Allison goes to Dawiya’s recently abandoned village and burns it down as punishment for the attack. Meanwhile, Dawiya finally realizes that Fernandez lied to him. He tracks him down to his house and kills him, but Allison catches him as he’s leaving. The film ends with Stuart apologizing to Allison for not believing Fernandez’s treachery. The two of them reconcile and share a kiss.

== Cast ==

- Haddon Mason as Captain Peter Allison
- Reginald Fox as Mark Fernandez, a tin miner
- Hilda Cowley as nursing sister, Jean Stuart
- Yiberr as Dawiya, King of the Sura

== Reception ==
Upon the film's release, there was some positive press. A reviewer from the Exeter and Plymouth Gazette praised the drama in the film and the work of the British officers in the movie to “tame” the native people from their practices of slavery, human sacrifice, and devil worship. They also praise the realism of the film and how the African actors played roles that they also held in real life. A reviewer from the Dundee Courier praised Palaver for its British nature and claimed that it "ranks with the greatest films ever made."
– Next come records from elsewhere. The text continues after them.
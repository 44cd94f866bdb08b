use std::path::PathBuf;

use thiserror::Error;

/// Collision-risk error types
#[derive(Error, Debug)]
pub enum RiskError {
    #[error("Telemetry unavailable for vehicle {vehicle_id}: {reason}")]
    TelemetryUnavailable { vehicle_id: String, reason: String },

    #[error("Non-finite kinematic sample for vehicle {vehicle_id}")]
    NonFiniteSample { vehicle_id: String },

    #[error("Degenerate innovation covariance: {0}")]
    NumericDegenerate(String),

    #[error("Malformed log line {line}: {reason}")]
    MalformedLogLine { line: usize, reason: String },

    #[error("Malformed document: {0}")]
    MalformedDocument(String),

    #[error("Invalid configuration: {0}")]
    InvalidConfig(String),

    #[error("I/O error on {path}: {source}")]
    Io {
        path: PathBuf,
        #[source]
        source: std::io::Error,
    },
}

impl RiskError {
    pub fn telemetry(vehicle_id: &str, reason: impl Into<String>) -> Self {
        RiskError::TelemetryUnavailable {
            vehicle_id: vehicle_id.to_string(),
            reason: reason.into(),
        }
    }

    pub fn io(path: impl Into<PathBuf>, source: std::io::Error) -> Self {
        RiskError::Io {
            path: path.into(),
            source,
        }
    }

    /// Line-level error with the line number filled in later by the caller.
    pub fn malformed_line(reason: impl Into<String>) -> Self {
        RiskError::MalformedLogLine {
            line: 0,
            reason: reason.into(),
        }
    }

    pub fn at_line(self, line: usize) -> Self {
        match self {
            RiskError::MalformedLogLine { reason, .. } => RiskError::MalformedLogLine { line, reason },
            other => other,
        }
    }
}

/// Result type for collision-risk operations
pub type RiskResult<T> = Result<T, RiskError>;
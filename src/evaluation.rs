//! Offline scoring of detector warnings against simulator ground truth.
//!
//! Matching is by participant identity only. A warning never needs to fall
//! near the collision time to count for it.

use std::collections::HashSet;
use std::fmt;

use serde::Serialize;

use crate::types::{GroundTruthCollision, ParsedWarning, PredictionRecord, RiskKind};

/// A ground-truth collision claimed by a warning.
#[derive(Clone, Copy, Debug, PartialEq, Eq, Serialize)]
pub struct CollisionMatch {
    pub collision_index: usize,
    pub warning_index: usize,
}

/// Score of one estimator strategy.
#[derive(Clone, Debug, PartialEq, Serialize)]
pub struct EvaluationReport {
    pub strategy: String,
    /// Ground-truth collisions claimed by at least one warning
    pub detected: usize,
    pub total_collisions: usize,
    pub total_warnings: usize,
    pub precision: f64,
    pub matches: Vec<CollisionMatch>,
}

impl fmt::Display for EvaluationReport {
    fn fmt(&self, f: &mut fmt::Formatter<'_>) -> fmt::Result {
        writeln!(f, "Detected Collisions: {}", self.detected)?;
        writeln!(f, "Total Collisions: {}", self.total_collisions)?;
        write!(f, "Precision: {:.2}", self.precision)
    }
}

fn contains_id(recorded: &str, warned: &str) -> bool {
    !warned.is_empty() && recorded.contains(warned)
}

/// Whether `warning` names the participants of `collision`.
///
/// Each warned identifier must be contained in the recorded identifier of the
/// same role. Side-swipe pairs carry no order, so either orientation counts.
pub fn warning_matches(collision: &GroundTruthCollision, warning: &ParsedWarning) -> bool {
    let same_roles = contains_id(&collision.victim_id, &warning.victim_id)
        && contains_id(&collision.collider_id, &warning.collider_id);
    if same_roles {
        return true;
    }
    warning.kind == RiskKind::SideSwipe
        && contains_id(&collision.victim_id, &warning.collider_id)
        && contains_id(&collision.collider_id, &warning.victim_id)
}

/// Score one strategy's warnings.
///
/// Each collision is claimed by the first matching warning in log order.
/// Precision is `detected / total_collisions`, or 0 with no collisions.
pub fn evaluate(
    strategy: &str,
    collisions: &[GroundTruthCollision],
    warnings: &[ParsedWarning],
) -> EvaluationReport {
    let matches: Vec<CollisionMatch> = collisions
        .iter()
        .enumerate()
        .filter_map(|(collision_index, collision)| {
            warnings
                .iter()
                .position(|w| warning_matches(collision, w))
                .map(|warning_index| CollisionMatch {
                    collision_index,
                    warning_index,
                })
        })
        .collect();

    let detected = matches.len();
    let total_collisions = collisions.len();
    let precision = if total_collisions > 0 {
        detected as f64 / total_collisions as f64
    } else {
        0.0
    };

    log::debug!(
        "{}: {} of {} collisions matched by {} warnings",
        strategy,
        detected,
        total_collisions,
        warnings.len()
    );

    EvaluationReport {
        strategy: strategy.to_string(),
        detected,
        total_collisions,
        total_warnings: warnings.len(),
        precision,
        matches,
    }
}

/// Score several strategies against the same ground truth, preserving input order.
pub fn compare<S: AsRef<str>>(
    collisions: &[GroundTruthCollision],
    strategies: &[(S, Vec<ParsedWarning>)],
) -> Vec<EvaluationReport> {
    strategies
        .iter()
        .map(|(name, warnings)| evaluate(name.as_ref(), collisions, warnings))
        .collect()
}

/// How far the two estimators' predictions drift apart over a trace.
#[derive(Clone, Debug, Default, PartialEq, Serialize)]
pub struct PredictionDivergence {
    pub samples: usize,
    pub vehicles: usize,
    pub mean_abs_diff: f64,
    pub max_abs_diff: f64,
    /// Vehicle at which the largest difference occurred
    pub max_vehicle: Option<String>,
}

impl fmt::Display for PredictionDivergence {
    fn fmt(&self, f: &mut fmt::Formatter<'_>) -> fmt::Result {
        writeln!(f, "Prediction Samples: {}", self.samples)?;
        writeln!(f, "Vehicles: {}", self.vehicles)?;
        writeln!(f, "Mean |cs - kf|: {:.4}", self.mean_abs_diff)?;
        write!(f, "Max |cs - kf|: {:.4}", self.max_abs_diff)?;
        if let Some(id) = &self.max_vehicle {
            write!(f, " ({})", id)?;
        }
        Ok(())
    }
}

pub fn prediction_divergence(records: &[PredictionRecord]) -> PredictionDivergence {
    if records.is_empty() {
        return PredictionDivergence::default();
    }

    let mut sum = 0.0;
    let mut max_abs_diff = 0.0;
    let mut max_vehicle: Option<&str> = None;
    let mut vehicles = HashSet::new();

    for record in records {
        let diff = (record.cs_prediction - record.kf_prediction).abs();
        sum += diff;
        if max_vehicle.is_none() || diff > max_abs_diff {
            max_abs_diff = diff;
            max_vehicle = Some(&record.vehicle_id);
        }
        vehicles.insert(record.vehicle_id.as_str());
    }

    PredictionDivergence {
        samples: records.len(),
        vehicles: vehicles.len(),
        mean_abs_diff: sum / records.len() as f64,
        max_abs_diff,
        max_vehicle: max_vehicle.map(str::to_string),
    }
}
// Copyright (c) 2024 Xu Shaohua <shaohua@biofan.org>. All rights reserved.
// Use of this source is governed by Apache-2.0 License that can be found
// in the LICENSE file.

//! Monotonic timer service of the reactor.

use std::cmp::Reverse;
use std::collections::{BinaryHeap, HashSet};
use std::time::Instant;

/// What a timer firing means to the reactor.
#[derive(Debug, Clone, Copy, PartialEq, Eq, PartialOrd, Ord, Hash)]
pub enum TimerKind {
    /// No CONNACK before this deadline ends the handshake.
    HandshakeTimeout,

    /// Time to check whether a PINGREQ is due.
    KeepAlive,

    /// An unanswered PINGREQ past this deadline loses the session.
    PingTimeout,

    /// Backoff before the next reconnect attempt.
    Reconnect,

    /// Scan the in-flight tracker for packets past their retry deadline.
    RetryScan,
}

/// Identifier of one scheduled timer, used for cancellation.
#[derive(Debug, Clone, Copy, PartialEq, Eq, Hash)]
pub struct TimerId(u64);

#[derive(Debug, PartialEq, Eq)]
struct TimerEntry {
    deadline: Instant,
    id: u64,
    kind: TimerKind,
}

impl Ord for TimerEntry {
    fn cmp(&self, other: &Self) -> std::cmp::Ordering {
        self.deadline
            .cmp(&other.deadline)
            .then(self.id.cmp(&other.id))
    }
}

impl PartialOrd for TimerEntry {
    fn partial_cmp(&self, other: &Self) -> Option<std::cmp::Ordering> {
        Some(self.cmp(other))
    }
}

/// Deadline keyed min-heap with lazy cancellation.
#[derive(Debug, Default)]
pub struct TimerQueue {
    heap: BinaryHeap<Reverse<TimerEntry>>,
    cancelled: HashSet<u64>,
    next_id: u64,
}

impl TimerQueue {
    #[must_use]
    pub fn new() -> Self {
        Self {
            heap: BinaryHeap::new(),
            cancelled: HashSet::new(),
            next_id: 1,
        }
    }

    /// Schedule a `kind` timer at `deadline`.
    pub fn schedule(&mut self, kind: TimerKind, deadline: Instant) -> TimerId {
        let id = self.next_id;
        self.next_id += 1;
        self.heap.push(Reverse(TimerEntry { deadline, id, kind }));
        TimerId(id)
    }

    /// Cancel one timer. Cancelled entries are skipped when they surface.
    pub fn cancel(&mut self, timer_id: TimerId) {
        self.cancelled.insert(timer_id.0);
    }

    /// Pop the next timer whose deadline has passed.
    #[must_use]
    pub fn pop_ready(&mut self, now: Instant) -> Option<(TimerId, TimerKind)> {
        while let Some(Reverse(entry)) = self.heap.peek() {
            if entry.deadline > now {
                return None;
            }
            let Reverse(entry) = self.heap.pop()?;
            if self.cancelled.remove(&entry.id) {
                continue;
            }
            return Some((TimerId(entry.id), entry.kind));
        }
        None
    }

    /// Deadline of the earliest live timer.
    #[must_use]
    pub fn next_deadline(&mut self) -> Option<Instant> {
        while let Some(Reverse(entry)) = self.heap.peek() {
            if self.cancelled.contains(&entry.id) {
                let Reverse(entry) = self.heap.pop()?;
                self.cancelled.remove(&entry.id);
                continue;
            }
            return Some(entry.deadline);
        }
        None
    }

    /// Drop every scheduled timer.
    pub fn clear(&mut self) {
        self.heap.clear();
        self.cancelled.clear();
    }

    #[must_use]
    pub fn is_empty(&self) -> bool {
        self.heap.is_empty()
    }
}

#[cfg(test)]
mod tests {
    use super::*;
    use std::time::Duration;

    #[test]
    fn test_pop_in_deadline_order() {
        let mut timers = TimerQueue::new();
        let now = Instant::now();
        timers.schedule(TimerKind::KeepAlive, now + Duration::from_secs(2));
        timers.schedule(TimerKind::RetryScan, now + Duration::from_secs(1));

        let later = now + Duration::from_secs(3);
        assert_eq!(timers.pop_ready(later).unwrap().1, TimerKind::RetryScan);
        assert_eq!(timers.pop_ready(later).unwrap().1, TimerKind::KeepAlive);
        assert!(timers.pop_ready(later).is_none());
    }

    #[test]
    fn test_not_ready_before_deadline() {
        let mut timers = TimerQueue::new();
        let now = Instant::now();
        timers.schedule(TimerKind::KeepAlive, now + Duration::from_secs(60));
        assert!(timers.pop_ready(now).is_none());
    }

    #[test]
    fn test_cancel() {
        let mut timers = TimerQueue::new();
        let now = Instant::now();
        let id = timers.schedule(TimerKind::Reconnect, now);
        timers.cancel(id);
        assert!(timers.pop_ready(now + Duration::from_secs(1)).is_none());
    }

    #[test]
    fn test_next_deadline_skips_cancelled() {
        let mut timers = TimerQueue::new();
        let now = Instant::now();
        let first = timers.schedule(TimerKind::RetryScan, now + Duration::from_secs(1));
        timers.schedule(TimerKind::KeepAlive, now + Duration::from_secs(5));
        timers.cancel(first);
        assert_eq!(timers.next_deadline(), Some(now + Duration::from_secs(5)));
    }
}
/// The state machine for one negotiated protocol version.
pub(crate) struct Session<V: ProtocolVersion> {
    options: Arc<ConnectOptions>,
    phase: SessionPhase,

    clean_session: bool,
    client_id: String,

    /// Negotiated keep alive, the lesser of the client preference and a
    /// server override.
    keep_alive: Duration,
    session_present: bool,

    /// Whether a version-refusal may still trigger the fallback redial.
    can_fallback: bool,

    last_send: Instant,
    last_recv: Instant,
    ping_outstanding: bool,

    reconnect_backoff: Duration,
    connection_retries: u32,

    connect_sink: Option<CompletionSink<()>>,
    disconnect_sink: Option<CompletionSink<()>>,

    handshake_timer: Option<TimerId>,
    keep_alive_timer: Option<TimerId>,
    ping_timer: Option<TimerId>,
    reconnect_timer: Option<TimerId>,
    retry_timer: Option<TimerId>,

    _version: PhantomData<V>,
}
A reviewer from the Times did not find the film very interesting, claiming that it did not make full artistic use of its surroundings and thought that the romantic story line between Captain Allison and Jean Stuart was “trivial”. However, they conceded that the film might be of some educational merit. They were primarily interested in the African tribes portrayed and lamented their overall lack of use in the story, as they would have liked to see how things such as romantic relationships were handled among the Sura and Angas tribes.

==Criticism==
Later commentators have classified Palaver amongst other colonial films which claimed the "beneficent influence of the white man in Africa."Geoffrey Barkas (director, producer and scriptwriter) himself, in interviews about his work, referred to his casting from "cannibal pagan tribes" and spoke of their "blind savagery."

Nigerian Pulse magazine in 2017 described the film as "proudly racist", and noted: "Even though it was produced in Nigeria, Palaver was made for the British audience. There is no error in that the narrative was consistent with the popular idea sold in Europe that the colonial masters were doing Africans a favour by colonizing them."